In un’epoca dominata dallo scrolling compulsivo, dalla frammentazione dell’attenzione e dall’iperconnessione costante.
Rallentare non è più solo una scelta di benessere, ma un vero e proprio atto di resistenza culturale. Con questa visione avanguardistica, l’Università di Foggia annuncia “ECHOES – Il Labirinto della Lettura Lenta”, un’inedita performance collettiva di Slow Reading aperta agli studenti e a tutta la cittadinanza.
L’evento, che promette di trasformare la percezione del tempo e dello spazio attraverso i libri, si terrà l’8 luglio 2026 alle ore 10:00, presso l’Aula 9 del Dipartimento di Studi Umanistici (Via Arpi 176, Foggia).

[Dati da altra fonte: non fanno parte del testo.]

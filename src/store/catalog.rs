//! Catalog operations: adding, deleting, and naming exercises.

use std::collections::BTreeSet;

use tracing::info;

use crate::model::{BodyPart, Exercise, ExerciseId};
use crate::storage::KeyValueStore;

use super::{Ignored, Outcome, Result, StoreError, WorkoutStore};

impl<S: KeyValueStore> WorkoutStore<S> {
    /// Adds a catalog entry and returns its new id.
    ///
    /// The name is trimmed. An empty name or an empty set of body parts is
    /// rejected with [`StoreError::InvalidArgument`] before anything changes.
    ///
    /// On [`StoreError::PersistenceFailed`] the entry is still in the catalog:
    /// new entries are always appended, so it is the last item of
    /// [`exercises`](Self::exercises).
    pub fn add_exercise(
        &mut self,
        name: &str,
        body_parts: impl IntoIterator<Item = BodyPart>,
    ) -> Result<ExerciseId> {
        let name = name.trim();
        if name.is_empty() {
            return Err(StoreError::InvalidArgument(
                "exercise name must not be empty".into(),
            ));
        }
        let body_parts: BTreeSet<BodyPart> = body_parts.into_iter().collect();
        if body_parts.is_empty() {
            return Err(StoreError::InvalidArgument(
                "exercise needs at least one body part".into(),
            ));
        }

        let exercise = Exercise {
            id: ExerciseId::generate(),
            name: name.to_string(),
            body_parts,
        };
        let id = exercise.id.clone();
        info!(exercise = %id, name, "exercise added to catalog");
        self.state.exercises.push(exercise);
        let _ = self.commit(Outcome::Applied)?;
        Ok(id)
    }

    /// Removes a catalog entry.
    ///
    /// Workouts that logged it keep the id; it then resolves to
    /// [`UNKNOWN_EXERCISE`](crate::model::UNKNOWN_EXERCISE).
    pub fn delete_exercise(&mut self, id: &ExerciseId) -> Result<Outcome> {
        let before = self.state.exercises.len();
        self.state.exercises.retain(|e| &e.id != id);
        let outcome = if self.state.exercises.len() < before {
            info!(exercise = %id, "exercise deleted from catalog");
            Outcome::Applied
        } else {
            Outcome::Ignored(Ignored::ExerciseNotFound)
        };
        self.commit(outcome)
    }

    /// The display name of an exercise, or the fallback for a dangling id.
    pub fn exercise_name(&self, id: &ExerciseId) -> &str {
        self.state.exercise_name(id)
    }
}
//! Output formatting for CLI display.

use std::collections::BTreeSet;

use jiff::{SignedDuration, Timestamp, tz::TimeZone};

use crate::model::BodyPart;

/// Format an elapsed duration as `m:ss`, like a stopwatch.
pub(super) fn format_elapsed(elapsed: SignedDuration) -> String {
    let secs = elapsed.as_secs().max(0);
    format!("{}:{:02}", secs / 60, secs % 60)
}

/// Format a workout duration in whole minutes.
pub(super) fn format_duration(duration: SignedDuration) -> String {
    let mins = duration.as_secs().max(0) / 60;
    if mins < 60 {
        format!("{mins} min")
    } else {
        format!("{}h {:02}m", mins / 60, mins % 60)
    }
}

/// Format a timestamp as a local date and time.
pub(super) fn format_date(ts: Timestamp) -> String {
    ts.to_zoned(TimeZone::system())
        .strftime("%a %Y-%m-%d %H:%M")
        .to_string()
}

pub(super) fn format_body_parts(parts: &BTreeSet<BodyPart>) -> String {
    if parts.is_empty() {
        return "untagged".to_string();
    }
    parts
        .iter()
        .map(|p| p.as_str())
        .collect::<Vec<_>>()
        .join(", ")
}

/// Format a weight without a trailing `.0` on whole numbers.
pub(super) fn format_weight(weight: f64) -> String {
    format!("{weight}")
}

/// A crude horizontal bar for split and progress output.
pub(super) fn bar(value: f64, max: f64, width: usize) -> String {
    if max <= 0.0 || value <= 0.0 {
        return String::new();
    }
    let cells = ((value / max) * width as f64).round();
    "#".repeat(cells.clamp(1.0, width as f64) as usize)
}
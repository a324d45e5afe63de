//! Body-part tags: the fixed vocabulary exercises are categorized by.

use std::fmt;

use serde::{Deserialize, Serialize};

/// A muscle-group tag.
///
/// Declaration order is the canonical display order, and the order a
/// `BTreeSet<BodyPart>` serializes in.
#[derive(Debug, Clone, Copy, PartialEq, Eq, PartialOrd, Ord, Hash, Serialize, Deserialize)]
pub enum BodyPart {
    Chest,
    Back,
    Legs,
    Shoulders,
    Arms,
    Core,
}

impl BodyPart {
    pub fn as_str(self) -> &'static str {
        match self {
            BodyPart::Chest => "Chest",
            BodyPart::Back => "Back",
            BodyPart::Legs => "Legs",
            BodyPart::Shoulders => "Shoulders",
            BodyPart::Arms => "Arms",
            BodyPart::Core => "Core",
        }
    }
}

impl fmt::Display for BodyPart {
    fn fmt(&self, f: &mut fmt::Formatter<'_>) -> fmt::Result {
        f.write_str(self.as_str())
    }
}
use std::collections::HashSet;
use std::sync::Arc;

use chrono::{DateTime, Duration, FixedOffset, Local, NaiveTime, Utc};
use diesel::prelude::*;
use diesel::sql_query;
use diesel::sql_types::Text;
use log::error;

use super::quotations_buffer::QuotationWriteBuffer;
use super::quotations_constants::{FOREIGN_QUOTATION_TABLE, SYMBOL_LOOKBACK_DAYS};
use super::quotations_errors::{QuotationError, Result};
use super::quotations_model::{
    format_timestamp, ForeignQuotation, LatestQuotationRow, PriceRow, QuotationPointDB, SymbolRow,
};
use crate::db::{get_connection, DbPool};

/// Store-session handle for foreign quotations. Clones share the same
/// connection pool and write buffer.
#[derive(Clone)]
pub struct QuotationRepository {
    pool: Arc<DbPool>,
    buffer: Arc<QuotationWriteBuffer>,
}

impl QuotationRepository {
    pub fn new(pool: Arc<DbPool>) -> Self {
        Self {
            pool,
            buffer: Arc::new(QuotationWriteBuffer::new()),
        }
    }

    /// Stores a quotation point and flushes the write buffer. A point that
    /// cannot be built is logged and dropped; previously buffered points are
    /// still flushed. Success means every buffered point, including this one,
    /// was accepted by the store.
    pub fn save_quotation(&self, quotation: &ForeignQuotation) -> Result<()> {
        let point = match QuotationPointDB::try_from(quotation) {
            Ok(point) => Some(point),
            Err(e) => {
                error!("Failed to build quotation point: {}", e);
                None
            }
        };

        let mut conn = get_connection(&self.pool)?;
        self.buffer.submit(point, &mut conn)
    }

    /// Returns the last quotation of `symbol` on `source` strictly before
    /// `timestamp`. A query that matches no rows yields the zero-valued
    /// record; callers detect emptiness by field inspection.
    pub fn get_quotation_before(
        &self,
        symbol: &str,
        source: &str,
        timestamp: DateTime<Utc>,
    ) -> Result<ForeignQuotation> {
        let mut conn = get_connection(&self.pool)?;

        let rows: Vec<LatestQuotationRow> = sql_query(format!(
            "SELECT timestamp, price, price_yesterday, volume_yesterday_usd, name \
             FROM {} \
             WHERE source = ? AND symbol = ? AND timestamp < ? \
             ORDER BY timestamp DESC LIMIT 1",
            FOREIGN_QUOTATION_TABLE
        ))
        .bind::<Text, _>(source)
        .bind::<Text, _>(symbol)
        .bind::<Text, _>(format_timestamp(&timestamp))
        .load(&mut conn)?;

        Ok(rows
            .into_iter()
            .next()
            .map(|row| row.into_quotation(symbol, source))
            .unwrap_or_default())
    }

    /// Returns the average price of `symbol` on `source` over the preceding
    /// full calendar day, delimited by the caller's local wall clock.
    pub fn get_average_price_yesterday(&self, symbol: &str, source: &str) -> Result<f64> {
        let (start, end) = yesterday_window(Local::now().fixed_offset());
        self.get_average_price(symbol, source, start, end)
    }

    fn get_average_price(
        &self,
        symbol: &str,
        source: &str,
        start: DateTime<Utc>,
        end: DateTime<Utc>,
    ) -> Result<f64> {
        let mut conn = get_connection(&self.pool)?;

        let rows: Vec<PriceRow> = sql_query(format!(
            "SELECT price FROM {} \
             WHERE source = ? AND symbol = ? AND timestamp >= ? AND timestamp < ?",
            FOREIGN_QUOTATION_TABLE
        ))
        .bind::<Text, _>(source)
        .bind::<Text, _>(symbol)
        .bind::<Text, _>(format_timestamp(&start))
        .bind::<Text, _>(format_timestamp(&end))
        .load(&mut conn)?;

        // Simple average; an undecodable price reduces the sample count
        // instead of aborting the computation.
        let mut sum = 0.0;
        let mut samples = 0usize;
        for row in &rows {
            match row.price {
                Some(price) => {
                    sum += price;
                    samples += 1;
                }
                None => error!("Skipping quotation row with undecodable price"),
            }
        }

        if samples == 0 {
            return Err(QuotationError::NoData(
                "no data available from yesterday".to_string(),
            ));
        }
        Ok(sum / samples as f64)
    }

    /// Returns the distinct symbols quoted by `source` within the last
    /// 7 days, in order of first observation.
    pub fn get_symbols_by_source(&self, source: &str) -> Result<Vec<String>> {
        let mut conn = get_connection(&self.pool)?;
        let cutoff = Utc::now() - Duration::days(SYMBOL_LOOKBACK_DAYS);

        let rows: Vec<SymbolRow> = sql_query(format!(
            "SELECT symbol, source FROM {} \
             WHERE source = ? AND timestamp > ? \
             ORDER BY timestamp ASC",
            FOREIGN_QUOTATION_TABLE
        ))
        .bind::<Text, _>(source)
        .bind::<Text, _>(format_timestamp(&cutoff))
        .load(&mut conn)?;

        let mut seen = HashSet::new();
        let mut symbols = Vec::new();
        for row in rows {
            if seen.insert(row.symbol.clone()) {
                symbols.push(row.symbol);
            }
        }
        Ok(symbols)
    }
}

/// Window covering the full calendar day preceding `now`, resolved in the
/// caller's current UTC offset. Fixed offsets have no DST gaps, so local
/// midnight always exists.
pub(crate) fn yesterday_window(now: DateTime<FixedOffset>) -> (DateTime<Utc>, DateTime<Utc>) {
    let midnight = now.date_naive().and_time(NaiveTime::MIN);
    let end = midnight.and_utc() - Duration::seconds(i64::from(now.offset().local_minus_utc()));
    (end - Duration::hours(24), end)
}
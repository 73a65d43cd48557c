/// Measurement (table) holding foreign quotation points
pub const FOREIGN_QUOTATION_TABLE: &str = "foreignquotation";

/// Wire layout for the stored timestamp column (UTC, whole seconds)
pub const QUOTATION_TIME_FORMAT: &str = "%Y-%m-%dT%H:%M:%SZ";

/// Lookback window for the symbol catalog
pub const SYMBOL_LOOKBACK_DAYS: i64 = 7;

/// Rows per batch statement when flushing buffered points
pub const QUOTATION_FLUSH_CHUNK_SIZE: usize = 500;
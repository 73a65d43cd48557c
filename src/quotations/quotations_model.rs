use chrono::{DateTime, NaiveDateTime, Utc};
use diesel::prelude::*;
use log::error;
use serde::{Deserialize, Serialize};

use super::quotations_constants::QUOTATION_TIME_FORMAT;
use super::quotations_errors::QuotationError;

/// Domain model representing one observed price point for an asset from a
/// named external feed. The zero value (`Default`) is what point queries
/// return for an empty result, with the timestamp at the Unix epoch.
#[derive(Debug, Clone, Default, PartialEq, Serialize, Deserialize)]
#[serde(rename_all = "camelCase")]
pub struct ForeignQuotation {
    pub symbol: String,
    pub name: String,
    pub source: String,
    pub price: f64,
    pub price_yesterday: f64,
    #[serde(rename = "volumeYesterdayUSD")]
    pub volume_yesterday_usd: f64,
    pub timestamp: DateTime<Utc>,
}

/// Database model for a stored quotation point. Tags (`symbol`, `name`) and
/// the timestamp key are always present; field columns are nullable at the
/// store level, so rows written by other producers may omit them.
#[derive(Insertable, Debug, Clone)]
#[diesel(table_name = crate::schema::foreignquotation)]
#[diesel(check_for_backend(diesel::sqlite::Sqlite))]
pub struct QuotationPointDB {
    pub symbol: String,
    pub name: String,
    pub timestamp: String,
    pub price: f64,
    pub price_yesterday: f64,
    pub source: String,
    pub volume_yesterday_usd: f64,
}

impl TryFrom<&ForeignQuotation> for QuotationPointDB {
    type Error = QuotationError;

    fn try_from(quotation: &ForeignQuotation) -> Result<Self, Self::Error> {
        if quotation.symbol.is_empty() {
            return Err(QuotationError::InvalidPoint(
                "symbol tag is empty".to_string(),
            ));
        }
        if quotation.source.is_empty() {
            return Err(QuotationError::InvalidPoint(
                "source field is empty".to_string(),
            ));
        }
        for (field, value) in [
            ("price", quotation.price),
            ("priceYesterday", quotation.price_yesterday),
            ("volumeYesterdayUSD", quotation.volume_yesterday_usd),
        ] {
            if !value.is_finite() {
                return Err(QuotationError::InvalidPoint(format!(
                    "{} is not a finite number: {}",
                    field, value
                )));
            }
        }

        Ok(Self {
            symbol: quotation.symbol.clone(),
            name: quotation.name.clone(),
            timestamp: format_timestamp(&quotation.timestamp),
            price: quotation.price,
            price_yesterday: quotation.price_yesterday,
            source: quotation.source.clone(),
            volume_yesterday_usd: quotation.volume_yesterday_usd,
        })
    }
}

/// Typed row for the latest-before query
#[derive(QueryableByName, Debug)]
pub struct LatestQuotationRow {
    #[diesel(sql_type = diesel::sql_types::Text)]
    pub timestamp: String,
    #[diesel(sql_type = diesel::sql_types::Nullable<diesel::sql_types::Double>)]
    pub price: Option<f64>,
    #[diesel(sql_type = diesel::sql_types::Nullable<diesel::sql_types::Double>)]
    pub price_yesterday: Option<f64>,
    #[diesel(sql_type = diesel::sql_types::Nullable<diesel::sql_types::Double>)]
    pub volume_yesterday_usd: Option<f64>,
    #[diesel(sql_type = diesel::sql_types::Nullable<diesel::sql_types::Text>)]
    pub name: Option<String>,
}

impl LatestQuotationRow {
    /// Maps the row into a domain record. `symbol` and `source` come from the
    /// call's inputs since they were the query filters. Each field decodes
    /// independently; a missing or malformed value is logged and left at its
    /// zero value.
    pub(crate) fn into_quotation(self, symbol: &str, source: &str) -> ForeignQuotation {
        let timestamp = match NaiveDateTime::parse_from_str(&self.timestamp, QUOTATION_TIME_FORMAT)
        {
            Ok(parsed) => parsed.and_utc(),
            Err(e) => {
                error!(
                    "Failed to parse quotation timestamp {:?}: {}",
                    self.timestamp, e
                );
                DateTime::<Utc>::default()
            }
        };

        ForeignQuotation {
            symbol: symbol.to_string(),
            name: self.name.unwrap_or_else(|| {
                error!("Quotation row has no name value, defaulting to empty");
                String::new()
            }),
            source: source.to_string(),
            price: field_or_zero(self.price, "price"),
            price_yesterday: field_or_zero(self.price_yesterday, "priceYesterday"),
            volume_yesterday_usd: field_or_zero(self.volume_yesterday_usd, "volumeYesterdayUSD"),
            timestamp,
        }
    }
}

/// Typed row for the yesterday-average query
#[derive(QueryableByName, Debug)]
pub struct PriceRow {
    #[diesel(sql_type = diesel::sql_types::Nullable<diesel::sql_types::Double>)]
    pub price: Option<f64>,
}

/// Typed row for the symbol catalog query
#[derive(QueryableByName, Debug)]
pub struct SymbolRow {
    #[diesel(sql_type = diesel::sql_types::Text)]
    pub symbol: String,
}

pub(crate) fn format_timestamp(timestamp: &DateTime<Utc>) -> String {
    timestamp.format(QUOTATION_TIME_FORMAT).to_string()
}

fn field_or_zero(value: Option<f64>, field: &str) -> f64 {
    value.unwrap_or_else(|| {
        error!("Quotation row has no {} value, defaulting to 0", field);
        0.0
    })
}

#[cfg(test)]
mod tests {
    use super::*;
    use chrono::TimeZone;

    fn sample_quotation() -> ForeignQuotation {
        ForeignQuotation {
            symbol: "BTC".to_string(),
            name: "Bitcoin".to_string(),
            source: "CoinGecko".to_string(),
            price: 41230.55,
            price_yesterday: 40800.0,
            volume_yesterday_usd: 1_250_000.0,
            timestamp: Utc.with_ymd_and_hms(2024, 5, 1, 10, 30, 0).unwrap(),
        }
    }

    #[test]
    fn test_point_construction_roundtrip() {
        let point = QuotationPointDB::try_from(&sample_quotation()).unwrap();
        assert_eq!(point.symbol, "BTC");
        assert_eq!(point.timestamp, "2024-05-01T10:30:00Z");
        assert_eq!(point.price, 41230.55);
    }

    #[test]
    fn test_point_construction_accepts_zero_price() {
        let mut quotation = sample_quotation();
        quotation.price = 0.0;
        quotation.volume_yesterday_usd = 0.0;
        assert!(QuotationPointDB::try_from(&quotation).is_ok());
    }

    #[test]
    fn test_point_construction_rejects_bad_shapes() {
        let mut quotation = sample_quotation();
        quotation.symbol = String::new();
        assert!(matches!(
            QuotationPointDB::try_from(&quotation),
            Err(QuotationError::InvalidPoint(_))
        ));

        let mut quotation = sample_quotation();
        quotation.source = String::new();
        assert!(QuotationPointDB::try_from(&quotation).is_err());

        let mut quotation = sample_quotation();
        quotation.price = f64::NAN;
        assert!(QuotationPointDB::try_from(&quotation).is_err());

        let mut quotation = sample_quotation();
        quotation.volume_yesterday_usd = f64::INFINITY;
        assert!(QuotationPointDB::try_from(&quotation).is_err());
    }

    #[test]
    fn test_row_decodes_fixed_layout() {
        let row = LatestQuotationRow {
            timestamp: "2024-05-01T10:30:00Z".to_string(),
            price: Some(41230.55),
            price_yesterday: Some(40800.0),
            volume_yesterday_usd: Some(1_250_000.0),
            name: Some("Bitcoin".to_string()),
        };

        let quotation = row.into_quotation("BTC", "CoinGecko");
        assert_eq!(quotation, sample_quotation());
    }

    #[test]
    fn test_row_decode_failures_are_independent() {
        // A malformed timestamp and a missing price leave those fields at
        // their zero values without touching the siblings.
        let row = LatestQuotationRow {
            timestamp: "2024-05-01 10:30:00".to_string(),
            price: None,
            price_yesterday: Some(40800.0),
            volume_yesterday_usd: Some(1_250_000.0),
            name: None,
        };

        let quotation = row.into_quotation("BTC", "CoinGecko");
        assert_eq!(quotation.timestamp, DateTime::<Utc>::default());
        assert_eq!(quotation.price, 0.0);
        assert_eq!(quotation.price_yesterday, 40800.0);
        assert_eq!(quotation.volume_yesterday_usd, 1_250_000.0);
        assert_eq!(quotation.name, "");
        assert_eq!(quotation.symbol, "BTC");
        assert_eq!(quotation.source, "CoinGecko");
    }

    #[test]
    fn test_serde_wire_casing() {
        let json = serde_json::to_value(sample_quotation()).unwrap();
        assert!(json.get("priceYesterday").is_some());
        assert!(json.get("volumeYesterdayUSD").is_some());
        assert!(json.get("symbol").is_some());
        assert!(json.get("price_yesterday").is_none());
    }
}
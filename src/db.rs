use log::{error, info};
use std::fs;
use std::path::Path;
use std::sync::Arc;

use diesel::connection::{Connection, SimpleConnection};
use diesel::r2d2;
use diesel::r2d2::{ConnectionManager, Pool, PooledConnection};
use diesel::sqlite::SqliteConnection;
use diesel_migrations::{embed_migrations, EmbeddedMigrations, MigrationHarness};

use crate::errors::{DatabaseError, Error, Result};

pub(crate) const MIGRATIONS: EmbeddedMigrations = embed_migrations!();

pub type DbPool = r2d2::Pool<ConnectionManager<SqliteConnection>>;
pub type DbConnection = PooledConnection<ConnectionManager<SqliteConnection>>;

pub fn init(db_path: &str) -> Result<()> {
    if let Some(db_dir) = Path::new(db_path).parent() {
        if !db_dir.exists() {
            fs::create_dir_all(db_dir).map_err(|e| {
                error!("Failed to create database directory: {}", e);
                DatabaseError::InitFailed(e.to_string())
            })?;
        }
    }

    let mut conn =
        SqliteConnection::establish(db_path).map_err(DatabaseError::ConnectionFailed)?;
    conn.batch_execute(
        "
        PRAGMA journal_mode = WAL;
        PRAGMA foreign_keys = ON;
        PRAGMA busy_timeout = 30000;
        PRAGMA synchronous  = NORMAL;
    ",
    )
    .map_err(DatabaseError::QueryFailed)?;

    Ok(())
}

pub fn create_pool(db_path: &str) -> Result<Arc<DbPool>> {
    let manager = ConnectionManager::<SqliteConnection>::new(db_path);
    let pool = r2d2::Pool::builder()
        .max_size(8)
        .min_idle(Some(1)) // Keep at least one connection ready
        .connection_timeout(std::time::Duration::from_secs(30))
        .connection_customizer(Box::new(ConnectionCustomizer {}))
        .build(manager)
        .map_err(DatabaseError::PoolCreationFailed)?;
    Ok(Arc::new(pool))
}

pub fn run_migrations(pool: &DbPool) -> Result<()> {
    info!("Running database migrations");
    let mut connection = get_connection(pool)?;

    let result = connection.run_pending_migrations(MIGRATIONS).map_err(|e| {
        error!("Database migration failed: {}", e);
        Error::Database(DatabaseError::MigrationFailed(e.to_string()))
    })?;

    if result.is_empty() {
        info!("No pending migrations to apply.");
    } else {
        info!("Applied the following migrations:");
        for migration_version in &result {
            info!("  - {}", migration_version);
        }
    }

    Ok(())
}

/// Gets a connection from the pool
pub fn get_connection(
    pool: &Pool<ConnectionManager<SqliteConnection>>,
) -> std::result::Result<DbConnection, DatabaseError> {
    Ok(pool.get()?)
}

#[derive(Debug)]
struct ConnectionCustomizer;

impl r2d2::CustomizeConnection<SqliteConnection, diesel::r2d2::Error> for ConnectionCustomizer {
    fn on_acquire(
        &self,
        conn: &mut SqliteConnection,
    ) -> std::result::Result<(), diesel::r2d2::Error> {
        use diesel::RunQueryDsl;

        diesel::sql_query(
            "
            PRAGMA foreign_keys = ON;
            PRAGMA busy_timeout = 30000;
            PRAGMA synchronous = NORMAL;
        ",
        )
        .execute(conn)
        .map_err(diesel::r2d2::Error::QueryError)?;

        Ok(())
    }
}

#[cfg(test)]
mod tests {
    use super::*;

    #[test]
    fn test_init_and_pool_on_disk() {
        let dir = tempfile::tempdir().unwrap();
        let db_path = dir.path().join("quotes").join("store.db");
        let db_path = db_path.to_str().unwrap();

        init(db_path).unwrap();
        let pool = create_pool(db_path).unwrap();
        run_migrations(&pool).unwrap();

        // A second run is a no-op.
        run_migrations(&pool).unwrap();
        assert!(get_connection(&pool).is_ok());
    }
}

L’iniziativa è ideata e promossa dal Learning Sciences institute dell’Ateneo foggiano, sotto la direzione scientifica della Prof.ssa Giusi Antonia Toto, e si pone l’ambizioso obiettivo di restituire alla comunità uno spazio in cui la concentrazione torni a essere un bene prezioso, tutelato e condiviso.
“ECHOES” non è un semplice incontro letterario, ma un’esperienza sensoriale e introspettiva studiata nei minimi dettagli. Gli organizzatori hanno concepito un allestimento intimo e raccolto, pensato per proteggere i partecipanti dalle distrazioni esterne.
Il viaggio inizia con un vero e proprio rito di disconnessione. Prima di varcare la soglia dell’esperienza, i partecipanti saranno invitati a separarsi temporaneamente dai propri dispositivi digitali. Gli smartphone verranno custoditi all’interno di una speciale installazione ecosostenibile, una parete realizzata con materiali di recupero – tra cui calde cassette di legno e morbidi sacchetti di tela – illuminata da luci soffuse a batteria, a simboleggiare il passaggio dalla frenesia digitale al calore analogico.
La performance si concluderà con un momento di forte impatto emotivo e comunitario.